Oggi, invece, c'è chi tenta di proporsi come soluzione ai problemi di tutti. Sono proprio coloro che ci raccontano che la destra e la sinistra sono concetti superati. Ci sono parti politiche che ci dicono "vota per me, io saprò prendermi cura delle tue esigenze, qualunque esse siano". Non è vero. Una parte politica può, certo, saper dare un impulso positivo alla nazione. Creando una ricchezza che ricade su tutti. Ma questo può essere vero solo in momenti di particolare difficoltà. Normalmente c'è bisogno di un rapporto dinamico, anche conflittuale, fra diverse e contrastanti esigenze. Gli interessi dei lavoratori non saranno mai gli stessi degli imprenditori. E nessuna delle due parti saprà calarsi così bene nelle vesti dell'altra parte, per capirne i profondi bisogni e farsene carico. Difficilmente l'imprenditore saprà capire i bisogni del lavoratore fino in fondo. Tenderà sempre a sottovalutarli e a sopravvalutare i propri. A volte esisterà proprio il problema di non riuscire a conoscere i bisogni dell'altro. I lavoratori, ad esempio, difficilmente potranno capire tutte le difficoltà di creare un'azienda, di gestirla, di doversi confrontare con le normative ingestibili, con le difficoltà di ogni tipo. L'imprenditore conosce tutte queste difficoltà, ma tende a sopravvalutarle e nel frattempo a sottovalutare le difficoltà di vita di chi deve tirare avanti la famiglia con 800-1000eu al mese.

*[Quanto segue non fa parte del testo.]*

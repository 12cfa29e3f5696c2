// matchday/src/calendar/links.rs

//! "Add to calendar" deep links. Each provider takes the event in its own
//! query-string dialect.

use crate::calendar::event_description;
use crate::calendar::ics::format_utc;
use crate::models::Fixture;
use serde::Serialize;
use urlencoding::encode;

const GOOGLE_BASE: &str = "https://calendar.google.com/calendar/render";
const OUTLOOK_BASE: &str = "https://outlook.live.com/calendar/0/deeplink/compose";
const YAHOO_BASE: &str = "https://calendar.yahoo.com/";

#[derive(Debug, Clone, PartialEq, Eq, Serialize)]
pub struct CalendarLinks {
  pub google: String,
  pub outlook: String,
  pub yahoo: String,
}

fn query(params: &[(&str, &str)]) -> String {
  params
    .iter()
    .map(|(k, v)| format!("{}={}", k, encode(v)))
    .collect::<Vec<_>>()
    .join("&")
}

pub fn google_link(fixture: &Fixture) -> String {
  let dates = format!("{}/{}", format_utc(fixture.date), format_utc(fixture.ends_at()));
  let details = event_description(fixture);
  let location = fixture.venue.clone().unwrap_or_default();
  format!(
    "{GOOGLE_BASE}?{}",
    query(&[
      ("action", "TEMPLATE"),
      ("text", &fixture.title()),
      ("dates", &dates),
      ("details", &details),
      ("location", &location),
    ])
  )
}

pub fn outlook_link(fixture: &Fixture) -> String {
  let start = fixture.date.format("%Y-%m-%dT%H:%M:%SZ").to_string();
  let end = fixture.ends_at().format("%Y-%m-%dT%H:%M:%SZ").to_string();
  let body = event_description(fixture);
  let location = fixture.venue.clone().unwrap_or_default();
  format!(
    "{OUTLOOK_BASE}?{}",
    query(&[
      ("path", "/calendar/action/compose"),
      ("rru", "addevent"),
      ("subject", &fixture.title()),
      ("startdt", &start),
      ("enddt", &end),
      ("body", &body),
      ("location", &location),
    ])
  )
}

pub fn yahoo_link(fixture: &Fixture) -> String {
  let desc = event_description(fixture);
  let location = fixture.venue.clone().unwrap_or_default();
  format!(
    "{YAHOO_BASE}?{}",
    query(&[
      ("v", "60"),
      ("title", &fixture.title()),
      ("st", &format_utc(fixture.date)),
      ("et", &format_utc(fixture.ends_at())),
      ("desc", &desc),
      ("in_loc", &location),
    ])
  )
}

pub fn calendar_links(fixture: &Fixture) -> CalendarLinks {
  CalendarLinks {
    google: google_link(fixture),
    outlook: outlook_link(fixture),
    yahoo: yahoo_link(fixture),
  }
}

#[cfg(test)]
mod tests {
  use super::*;
  use chrono::{TimeZone, Utc};

  fn fixture() -> Fixture {
    Fixture {
      id: "m1".to_string(),
      home_team: "Thimphu City".to_string(),
      away_team: "Paro FC".to_string(),
      competition: None,
      date: Utc.with_ymd_and_hms(2026, 11, 1, 9, 30, 0).unwrap(),
      venue: Some("Changlimithang Stadium".to_string()),
      has_tickets: false,
      ticket_availability: None,
    }
  }

  #[test]
  fn google_link_uses_compact_date_range() {
    let link = google_link(&fixture());
    assert!(link.starts_with("https://calendar.google.com/calendar/render?action=TEMPLATE"));
    assert!(link.contains("text=Thimphu%20City%20vs%20Paro%20FC"));
    assert!(link.contains("dates=20261101T093000Z%2F20261101T113000Z"));
  }

  #[test]
  fn outlook_link_uses_iso_timestamps() {
    let link = outlook_link(&fixture());
    assert!(link.contains("startdt=2026-11-01T09%3A30%3A00Z"));
    assert!(link.contains("enddt=2026-11-01T11%3A30%3A00Z"));
    assert!(link.contains("rru=addevent"));
  }

  #[test]
  fn yahoo_link_carries_location() {
    let link = yahoo_link(&fixture());
    assert!(link.contains("v=60"));
    assert!(link.contains("st=20261101T093000Z"));
    assert!(link.contains("in_loc=Changlimithang%20Stadium"));
  }
}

Non basta immaginare. Bisogna proprio provarci. O quanto meno vivere a diretto contatto con chi vive queste difficoltà, toccare con mano cosa significa non andare dal dentista per poter pagare i libri dei ragazzi, o fare la spesa al discount, dove si sa che la qualità del cibo è scarsa, perchè altrimenti non si tira la fine del mese. Chi vive in maniera agiata, senza problemi di sopravvivenza, non può calarsi nei panni dell'altro.
E non credo possa esistere una parte politica in grado di farsi carico dei problemi di entrambi. Anche perchè, banalmente, le parti politiche vivono, o dovrebbero vivere grazie al sostegno economico degli strati sociali che rappresentano. La destra, da sempre, rappresenta il mondo degli industriali, dei professionisti, di quelli che, con grande approssimazione, potremmo chiamare "i forti". Costoro, ovviamente, si aspettano dalla destra la difesa delle loro istanze.
Per la sinistra dovrebbe valere lo stesso concetto. La sinistra dovrebbe ricevere supporto e finanziamenti dai "deboli". Tipicamente dai lavoratori. E rappresentarne le istanze.
Vero è che tutto questo sta cambiando, nel senso che i lavoratori, come li intendevamo, stanno scomparendo. La terziarizzazione sta trasformando i lavoratori in padroncini, dando loro l'illusione di essere altrettanti piccoli industriali. Privandoli, in realtà, dei loro diritti, senza dar loro alcun vantaggio. E infatti assistiamo ad un momento di confusione in cui sono proprio i lavoratori a votare in buon numero per la destra. E' un momento di confusione di ruoli in cui la sinistra cerca di invadere il campo della destra, scalando le banche, stringendo strane alleanze con alcuni settori del mondo industriale. E in cui la destra si propone come paladina delle istanze dei ceti più deboli. A me pare che tutto questo generi una confusione in cui rischiamo di perdere la bussola delle appartenenze.